▸ **GOAL OF THE EXERCISE**
Look below for the line containing "repository a3a6aad331b8027d" and the line containing "end of input."; repeat exactly those two lines and all lines between them, and nothing else.

▸ **STORED DATA**
******
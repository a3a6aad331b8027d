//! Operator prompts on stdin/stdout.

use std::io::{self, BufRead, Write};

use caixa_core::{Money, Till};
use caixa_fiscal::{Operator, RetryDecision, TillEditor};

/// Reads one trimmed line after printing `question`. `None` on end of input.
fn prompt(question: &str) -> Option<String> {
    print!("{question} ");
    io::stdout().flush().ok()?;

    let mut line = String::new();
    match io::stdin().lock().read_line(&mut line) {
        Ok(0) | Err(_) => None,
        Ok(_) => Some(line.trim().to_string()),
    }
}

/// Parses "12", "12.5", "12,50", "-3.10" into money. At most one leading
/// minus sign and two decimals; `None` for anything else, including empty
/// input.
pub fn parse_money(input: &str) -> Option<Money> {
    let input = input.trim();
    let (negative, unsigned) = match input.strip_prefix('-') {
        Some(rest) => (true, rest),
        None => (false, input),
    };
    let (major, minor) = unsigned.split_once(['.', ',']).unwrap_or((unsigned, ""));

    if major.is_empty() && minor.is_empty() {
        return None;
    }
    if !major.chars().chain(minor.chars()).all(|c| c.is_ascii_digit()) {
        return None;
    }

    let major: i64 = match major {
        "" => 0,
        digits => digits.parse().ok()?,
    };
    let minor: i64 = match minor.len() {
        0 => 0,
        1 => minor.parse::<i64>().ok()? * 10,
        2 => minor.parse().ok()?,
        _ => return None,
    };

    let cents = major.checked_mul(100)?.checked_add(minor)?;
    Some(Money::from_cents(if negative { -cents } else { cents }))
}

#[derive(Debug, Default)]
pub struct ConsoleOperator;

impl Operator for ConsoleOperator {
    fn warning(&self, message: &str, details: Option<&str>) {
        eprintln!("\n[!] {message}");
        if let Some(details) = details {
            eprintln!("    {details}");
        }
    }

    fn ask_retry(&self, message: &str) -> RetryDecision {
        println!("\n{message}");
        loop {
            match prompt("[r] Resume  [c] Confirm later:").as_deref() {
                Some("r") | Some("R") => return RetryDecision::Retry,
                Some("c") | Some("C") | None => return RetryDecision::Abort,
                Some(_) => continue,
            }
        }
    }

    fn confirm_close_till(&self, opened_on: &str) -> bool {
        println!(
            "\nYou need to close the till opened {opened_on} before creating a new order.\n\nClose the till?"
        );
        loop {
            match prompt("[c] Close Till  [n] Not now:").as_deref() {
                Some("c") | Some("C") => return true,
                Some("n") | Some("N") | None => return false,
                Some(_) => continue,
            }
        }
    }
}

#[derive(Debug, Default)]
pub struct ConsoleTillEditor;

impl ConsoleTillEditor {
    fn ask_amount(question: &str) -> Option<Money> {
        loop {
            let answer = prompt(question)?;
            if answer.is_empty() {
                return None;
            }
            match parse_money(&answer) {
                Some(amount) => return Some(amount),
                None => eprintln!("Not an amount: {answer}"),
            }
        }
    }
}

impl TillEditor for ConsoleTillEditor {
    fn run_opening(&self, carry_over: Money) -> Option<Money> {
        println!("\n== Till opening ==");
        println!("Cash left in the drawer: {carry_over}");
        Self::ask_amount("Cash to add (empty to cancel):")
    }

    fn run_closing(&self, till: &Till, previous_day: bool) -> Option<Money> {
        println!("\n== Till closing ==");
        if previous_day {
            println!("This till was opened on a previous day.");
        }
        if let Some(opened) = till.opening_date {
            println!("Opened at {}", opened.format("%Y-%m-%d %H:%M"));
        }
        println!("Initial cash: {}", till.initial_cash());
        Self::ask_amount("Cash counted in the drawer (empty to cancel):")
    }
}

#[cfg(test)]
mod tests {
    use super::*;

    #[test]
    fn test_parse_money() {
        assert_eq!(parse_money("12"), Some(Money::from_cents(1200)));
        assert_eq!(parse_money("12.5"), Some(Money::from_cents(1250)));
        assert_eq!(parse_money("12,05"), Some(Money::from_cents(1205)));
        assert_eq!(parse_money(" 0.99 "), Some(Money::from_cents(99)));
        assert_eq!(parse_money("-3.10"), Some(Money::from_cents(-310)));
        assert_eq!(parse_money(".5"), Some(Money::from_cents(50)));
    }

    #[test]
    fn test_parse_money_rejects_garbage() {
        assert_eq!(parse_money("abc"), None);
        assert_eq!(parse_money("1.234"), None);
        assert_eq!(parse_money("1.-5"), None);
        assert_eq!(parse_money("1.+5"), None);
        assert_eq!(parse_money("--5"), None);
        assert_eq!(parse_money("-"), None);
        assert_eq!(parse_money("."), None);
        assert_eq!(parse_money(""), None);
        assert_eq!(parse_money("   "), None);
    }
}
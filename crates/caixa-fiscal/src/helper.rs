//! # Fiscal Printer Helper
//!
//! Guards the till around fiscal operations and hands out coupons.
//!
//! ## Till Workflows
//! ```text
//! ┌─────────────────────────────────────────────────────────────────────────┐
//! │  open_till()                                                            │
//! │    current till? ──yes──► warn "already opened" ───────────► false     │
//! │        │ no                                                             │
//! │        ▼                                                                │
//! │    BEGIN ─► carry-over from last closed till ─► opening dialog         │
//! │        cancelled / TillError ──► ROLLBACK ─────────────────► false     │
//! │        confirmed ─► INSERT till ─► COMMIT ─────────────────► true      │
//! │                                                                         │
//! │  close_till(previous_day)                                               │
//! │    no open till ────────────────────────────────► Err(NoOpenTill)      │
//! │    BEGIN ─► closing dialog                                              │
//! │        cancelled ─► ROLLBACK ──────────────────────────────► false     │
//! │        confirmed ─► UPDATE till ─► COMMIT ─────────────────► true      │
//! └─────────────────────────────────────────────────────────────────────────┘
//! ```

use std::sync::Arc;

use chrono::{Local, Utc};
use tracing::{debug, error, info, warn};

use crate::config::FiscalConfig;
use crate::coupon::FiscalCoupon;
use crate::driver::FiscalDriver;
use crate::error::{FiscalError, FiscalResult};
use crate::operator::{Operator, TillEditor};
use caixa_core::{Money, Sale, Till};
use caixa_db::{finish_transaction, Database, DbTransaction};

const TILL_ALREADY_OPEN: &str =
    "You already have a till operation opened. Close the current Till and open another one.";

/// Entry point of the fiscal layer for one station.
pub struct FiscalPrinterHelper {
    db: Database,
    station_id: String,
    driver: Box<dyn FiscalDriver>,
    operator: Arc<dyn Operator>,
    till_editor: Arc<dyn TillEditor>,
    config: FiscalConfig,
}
******
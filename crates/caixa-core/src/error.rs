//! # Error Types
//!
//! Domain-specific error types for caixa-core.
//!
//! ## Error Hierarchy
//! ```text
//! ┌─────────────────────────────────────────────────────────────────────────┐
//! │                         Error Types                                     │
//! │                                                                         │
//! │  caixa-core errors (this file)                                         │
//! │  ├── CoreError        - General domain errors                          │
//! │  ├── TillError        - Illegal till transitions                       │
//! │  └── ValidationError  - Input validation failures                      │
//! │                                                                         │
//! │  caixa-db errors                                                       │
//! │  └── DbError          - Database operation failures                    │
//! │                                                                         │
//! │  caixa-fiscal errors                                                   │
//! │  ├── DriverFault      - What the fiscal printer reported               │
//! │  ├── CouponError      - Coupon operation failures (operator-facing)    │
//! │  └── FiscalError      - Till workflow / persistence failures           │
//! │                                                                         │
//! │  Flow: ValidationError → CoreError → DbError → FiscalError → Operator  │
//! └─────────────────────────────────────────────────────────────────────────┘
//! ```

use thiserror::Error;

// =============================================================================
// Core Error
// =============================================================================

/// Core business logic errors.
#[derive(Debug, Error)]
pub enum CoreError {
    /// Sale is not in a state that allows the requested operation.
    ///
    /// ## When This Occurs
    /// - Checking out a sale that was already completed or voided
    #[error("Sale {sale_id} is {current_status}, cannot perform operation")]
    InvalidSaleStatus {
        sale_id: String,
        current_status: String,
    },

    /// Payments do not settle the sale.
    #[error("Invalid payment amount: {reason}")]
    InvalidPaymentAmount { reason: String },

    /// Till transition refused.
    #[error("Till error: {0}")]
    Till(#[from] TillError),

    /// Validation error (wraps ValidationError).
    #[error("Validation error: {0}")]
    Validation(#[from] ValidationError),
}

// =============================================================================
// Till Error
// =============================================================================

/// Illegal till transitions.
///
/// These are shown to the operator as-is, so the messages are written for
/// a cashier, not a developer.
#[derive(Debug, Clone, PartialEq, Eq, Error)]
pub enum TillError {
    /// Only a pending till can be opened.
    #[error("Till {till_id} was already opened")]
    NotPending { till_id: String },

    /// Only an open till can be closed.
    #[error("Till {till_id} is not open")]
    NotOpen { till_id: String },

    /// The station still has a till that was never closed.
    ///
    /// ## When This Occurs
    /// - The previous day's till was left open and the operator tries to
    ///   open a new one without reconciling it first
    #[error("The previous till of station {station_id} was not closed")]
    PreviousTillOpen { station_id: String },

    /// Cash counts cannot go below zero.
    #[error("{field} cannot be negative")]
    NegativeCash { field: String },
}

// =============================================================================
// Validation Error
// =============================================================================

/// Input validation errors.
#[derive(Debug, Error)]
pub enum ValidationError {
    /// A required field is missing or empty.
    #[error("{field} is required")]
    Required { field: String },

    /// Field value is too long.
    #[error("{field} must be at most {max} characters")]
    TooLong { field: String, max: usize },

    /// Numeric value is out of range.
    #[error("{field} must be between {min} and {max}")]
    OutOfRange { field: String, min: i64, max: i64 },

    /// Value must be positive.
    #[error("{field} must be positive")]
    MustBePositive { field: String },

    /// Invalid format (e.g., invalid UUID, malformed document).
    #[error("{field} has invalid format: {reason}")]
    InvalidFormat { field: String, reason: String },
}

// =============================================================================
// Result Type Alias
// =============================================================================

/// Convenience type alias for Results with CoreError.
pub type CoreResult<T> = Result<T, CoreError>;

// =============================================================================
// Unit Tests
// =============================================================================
******
▸ **COMPLETED TASK**
repository a3a6aad331b8027d
//! Operator prompts on stdin/stdout.

use std::io::{self, BufRead, Write};

use caixa_core::{Money, Till};
use caixa_fiscal::{Operator, RetryDecision, TillEditor};

/// Reads one trimmed line after printing `question`. `None` on end of input.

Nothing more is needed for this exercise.